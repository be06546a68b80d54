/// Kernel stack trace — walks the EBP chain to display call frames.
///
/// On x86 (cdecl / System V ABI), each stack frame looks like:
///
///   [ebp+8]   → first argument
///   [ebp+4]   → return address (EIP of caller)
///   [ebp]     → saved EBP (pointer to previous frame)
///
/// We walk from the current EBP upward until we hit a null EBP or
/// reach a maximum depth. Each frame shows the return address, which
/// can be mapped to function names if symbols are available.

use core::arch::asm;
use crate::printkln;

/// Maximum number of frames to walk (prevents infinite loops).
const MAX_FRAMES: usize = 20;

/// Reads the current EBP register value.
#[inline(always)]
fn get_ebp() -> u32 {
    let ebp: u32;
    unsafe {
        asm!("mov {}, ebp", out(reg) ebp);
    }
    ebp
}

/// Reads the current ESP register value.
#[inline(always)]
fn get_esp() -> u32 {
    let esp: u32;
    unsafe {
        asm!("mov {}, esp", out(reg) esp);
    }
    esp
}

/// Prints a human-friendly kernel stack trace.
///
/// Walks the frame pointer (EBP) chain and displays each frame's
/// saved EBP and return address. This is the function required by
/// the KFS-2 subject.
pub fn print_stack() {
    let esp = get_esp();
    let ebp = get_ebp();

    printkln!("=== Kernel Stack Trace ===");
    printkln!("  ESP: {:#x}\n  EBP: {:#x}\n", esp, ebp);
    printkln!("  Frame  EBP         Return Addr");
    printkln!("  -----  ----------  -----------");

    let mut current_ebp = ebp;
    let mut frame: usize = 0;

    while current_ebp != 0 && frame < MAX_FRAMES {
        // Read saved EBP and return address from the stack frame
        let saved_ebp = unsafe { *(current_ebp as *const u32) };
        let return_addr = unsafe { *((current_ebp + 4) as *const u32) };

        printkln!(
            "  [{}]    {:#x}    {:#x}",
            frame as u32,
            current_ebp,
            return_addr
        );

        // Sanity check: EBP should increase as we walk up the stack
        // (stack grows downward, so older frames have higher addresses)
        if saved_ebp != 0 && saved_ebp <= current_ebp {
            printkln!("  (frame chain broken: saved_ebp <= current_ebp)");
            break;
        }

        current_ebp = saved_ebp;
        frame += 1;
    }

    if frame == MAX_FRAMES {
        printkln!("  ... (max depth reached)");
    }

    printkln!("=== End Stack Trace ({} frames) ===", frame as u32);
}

* * *

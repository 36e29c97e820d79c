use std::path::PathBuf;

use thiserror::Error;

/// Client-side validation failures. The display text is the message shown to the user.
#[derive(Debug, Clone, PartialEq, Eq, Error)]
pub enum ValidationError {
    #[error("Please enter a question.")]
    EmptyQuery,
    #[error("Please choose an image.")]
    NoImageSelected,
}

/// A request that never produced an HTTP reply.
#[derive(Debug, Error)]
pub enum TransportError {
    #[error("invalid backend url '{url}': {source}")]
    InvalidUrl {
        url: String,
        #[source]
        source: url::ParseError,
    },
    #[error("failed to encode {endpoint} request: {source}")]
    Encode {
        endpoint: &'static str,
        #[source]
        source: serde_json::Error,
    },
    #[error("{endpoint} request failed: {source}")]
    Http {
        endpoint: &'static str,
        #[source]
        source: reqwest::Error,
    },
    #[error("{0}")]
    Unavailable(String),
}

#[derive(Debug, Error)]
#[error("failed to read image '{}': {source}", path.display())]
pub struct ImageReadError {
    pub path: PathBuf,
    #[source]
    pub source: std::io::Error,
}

### WHAT IS EXPECTED
Show all lines above containing "pointer".

### RESPONSE AREA
///   [ebp]     → saved EBP (pointer to previous frame)
/// Walks the frame pointer (EBP) chain and displays each frame's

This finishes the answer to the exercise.